Starting a new school year takes more than renewed energy to meet your new students. You also need a renewed vision of who you truly are. I hope with all my mind and heart that I too will have the wisdom, dignity, and strength of my most radical colleagues, mentors, and ancestors to be and always become a #DifficultBlackProfessor. Welcome to the 2018-2019 school year!
*Pronouns shift throughout this piece from: she/her/hers; he/him/his; they/them/their.

Though we don’t always talk this way: as academics, we are also fundamentally scholars … writers … and researchers. You need inspiration to maintain that. I am talking about something different from self-care. I mean something IN ADDITION to self-care. Yes, you will need to know how to protect yourself from endless requests on your time and energy, long lines of folk who need something from you yet again and give nothing back, and just the general, never-ending drains on your time and energy. You have to learn how to replenish, rejuvenate, meditate, and calm your spirit for the work that you do. But you also need some intellectual inspiration and when it comes to radical theory and praxis where it relates to race, gender, etc, I have never found that at any university where I have worked. Like I said, you have to GET OUT or your ideas will be as compromised as the folk who tout justice and perpetrate microaggressions like in the campus examples that I opened with. While my students certainly inspire me, I still need to get away from the classroom at times. When the weekend comes, I’m out. It’s a struggle with errands and family but it’s hard to come back to work on Monday to more meaningless, inane, or violent situations unless you refilled your mind with something worthy of your people and your history beforehand.

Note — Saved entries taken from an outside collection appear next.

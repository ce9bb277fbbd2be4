//! HTTP Basic-auth extractor resolving the calling [`Actor`].
//!
//! Credentials are checked against the accounts table: the username must
//! exist, the account must be active, and the password must verify against
//! the stored argon2 PHC string.

use argon2::{
  Argon2, PasswordHash, PasswordHasher, PasswordVerifier,
  password_hash::SaltString,
};
use axum::{
  extract::FromRequestParts,
  http::{HeaderMap, header, request::Parts},
};
use base64::{Engine as _, engine::general_purpose::STANDARD as B64};
use rand_core::OsRng;
use wepool_core::{Error as CoreError, account::Actor, store::MemberStore};

use crate::{AppState, error::ApiError};

/// The authenticated caller. Present in a handler means the request carried
/// valid credentials for an active account.
pub struct CurrentActor(pub Actor);

/// Hash `password` into an argon2 PHC string with a fresh random salt.
pub fn hash_password(password: &str) -> Result<String, argon2::password_hash::Error> {
  let salt = SaltString::generate(&mut OsRng);
  Ok(
    Argon2::default()
      .hash_password(password.as_bytes(), &salt)?
      .to_string(),
  )
}

/// Split a `Basic` authorization header into username and password.
fn basic_credentials(headers: &HeaderMap) -> Result<(String, String), ApiError> {
  let header_val = headers
    .get(header::AUTHORIZATION)
    .and_then(|v| v.to_str().ok())
    .ok_or(ApiError::Unauthorized)?;

  let encoded = header_val
    .strip_prefix("Basic ")
    .ok_or(ApiError::Unauthorized)?;

  let decoded = B64.decode(encoded).map_err(|_| ApiError::Unauthorized)?;
  let creds = String::from_utf8(decoded).map_err(|_| ApiError::Unauthorized)?;

  let (username, password) = creds.split_once(':').ok_or(ApiError::Unauthorized)?;
  Ok((username.to_owned(), password.to_owned()))
}

fn verify_password(password: &str, hash: &str) -> Result<(), ApiError> {
  let parsed = PasswordHash::new(hash).map_err(|_| ApiError::Unauthorized)?;
  Argon2::default()
    .verify_password(password.as_bytes(), &parsed)
    .map_err(|_| ApiError::Unauthorized)
}

impl<S> FromRequestParts<AppState<S>> for CurrentActor
where
  S: MemberStore + Clone + 'static,
{
  type Rejection = ApiError;

  async fn from_request_parts(
    parts: &mut Parts,
    state: &AppState<S>,
  ) -> Result<Self, Self::Rejection> {
    let (username, password) = basic_credentials(&parts.headers)?;

    let account = state
      .store
      .find_account_by_username(&username)
      .await
      .map_err(CoreError::store)?
      .ok_or(ApiError::Unauthorized)?;

    verify_password(&password, &account.password_hash)?;
    if !account.is_active {
      tracing::debug!(%username, "rejected inactive account");
      return Err(ApiError::Unauthorized);
    }

    Ok(CurrentActor(account.actor()))
  }
}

Faculty colleagues of color are not something you can count on either. There are either too few of them or the ones who are there are too busy soothing white egos and catering to white comfort. I have no patience for them and am REAL CLEAR that this does not belong to the Black Intellectual Traditions of our ancestors . One of my colleagues of color told me that they were warned not to fraternize too closely with other Brown and Black faculty (i.e., sitting next to one another in a department meeting). I’m not shocked that senior white faculty and administrators would articulate and execute these kinds of slave codes to Brown and Black professors (reminder: slave codes prohibited the enslaved from assembling without a white person present). However, I AM surprised by how many faculty of color comply so willingly with these campus-plantation rules. You won’t miss out on any real conversation or interaction of political depth with these Sambo types though. This is why you need to always fellowship with the radical Brown and Black academics across the country and form a circle that extends well beyond your campus. Like I already said, I front-load the week so that come Friday, I can be out.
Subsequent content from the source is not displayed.